BEGIN Extracted entries
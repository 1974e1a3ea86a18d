// Pickleball session scorer entry point.
//
// Startup sequence:
// 1. Initialize tracing (log to file, not terminal)
// 2. Load config
// 3. Open database slot
// 4. Restore the saved session or seed a fresh roster
// 5. Read commands from stdin until `quit` or EOF

use std::io::{self, BufRead, Write};
use std::path::Path;

use anyhow::Context;
use tracing::{error, info};

use picklescore_cli::app::{AppState, Reply};
use picklescore_cli::command::parse_command;
use picklescore_core::config;
use picklescore_core::db::Database;
use picklescore_core::seed::CsvSeed;
use picklescore_core::store::{LoadSource, SessionStore, StoreOptions};

fn main() -> anyhow::Result<()> {
    // 1. Initialize tracing
    init_tracing()?;
    info!("picklescore starting up");

    // 2. Load config
    let config = config::load_config().context("failed to load configuration")?;
    info!(
        "Config loaded: db={}, slot={}, selection={:?}",
        config.db_path, config.slot_key, config.roster_selection
    );

    // 3. Open database slot
    if let Some(parent) = Path::new(&config.db_path).parent() {
        if !parent.as_os_str().is_empty() {
            std::fs::create_dir_all(parent)
                .with_context(|| format!("failed to create {}", parent.display()))?;
        }
    }
    let slot = Database::open(&config.db_path)
        .context("failed to open database")?
        .slot(config.slot_key.clone());
    info!("Database opened at {}", config.db_path);

    // 4. Restore or seed
    let mut store = SessionStore::new(slot, StoreOptions::from(&config));
    let source = store.initialize(&CsvSeed::new(config.seed_roster_path.clone()));
    let mut app = AppState::new(store, &config);

    let stdout = io::stdout();
    let mut out = stdout.lock();
    match source {
        LoadSource::Stored => writeln!(out, "restored saved session")?,
        LoadSource::Seeded => writeln!(out, "new session from {}", config.seed_roster_path)?,
        LoadSource::DefaultRoster => writeln!(out, "new session with the built-in roster")?,
    }
    writeln!(out, "{}", app.render_players())?;
    writeln!(out, "type `help` for commands")?;

    // 5. Command loop
    let stdin = io::stdin();
    loop {
        write!(out, "> ")?;
        out.flush()?;

        let mut line = String::new();
        match stdin.lock().read_line(&mut line) {
            Ok(0) => break,
            Ok(_) => {}
            Err(e) => {
                error!("failed to read stdin: {}", e);
                break;
            }
        }
        if line.trim().is_empty() {
            continue;
        }

        match parse_command(&line) {
            Ok(cmd) => match app.handle_user_command(cmd) {
                Reply::Text(text) => writeln!(out, "{text}")?,
                Reply::Quit => break,
            },
            Err(e) => writeln!(out, "{e}")?,
        }
    }

    info!("picklescore shut down cleanly");
    Ok(())
}

/// Initialize tracing to log to a file (not the terminal, which is used by the shell).
fn init_tracing() -> anyhow::Result<()> {
    use tracing_subscriber::fmt;
    use tracing_subscriber::EnvFilter;

    let log_dir = std::env::current_dir()?.join("logs");
    std::fs::create_dir_all(&log_dir)?;

    let log_file = std::fs::File::create(log_dir.join("picklescore.log"))?;

    let subscriber = fmt::Subscriber::builder()
        .with_env_filter(
            EnvFilter::try_from_default_env()
                .unwrap_or_else(|_| EnvFilter::new("picklescore=info,warn")),
        )
        .with_writer(log_file)
        .with_ansi(false)
        .with_target(true)
        .with_thread_ids(true)
        .with_line_number(true)
        .finish();

    tracing::subscriber::set_global_default(subscriber)
        .context("failed to set tracing subscriber")?;

    Ok(())
}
END Extracted entries
Action item:
Each line in the entries above that includes the string "CsvSeed" should be extracted.

Solution to this task:
use picklescore_core::seed::CsvSeed;
    let source = store.initialize(&CsvSeed::new(config.seed_roster_path.clone()));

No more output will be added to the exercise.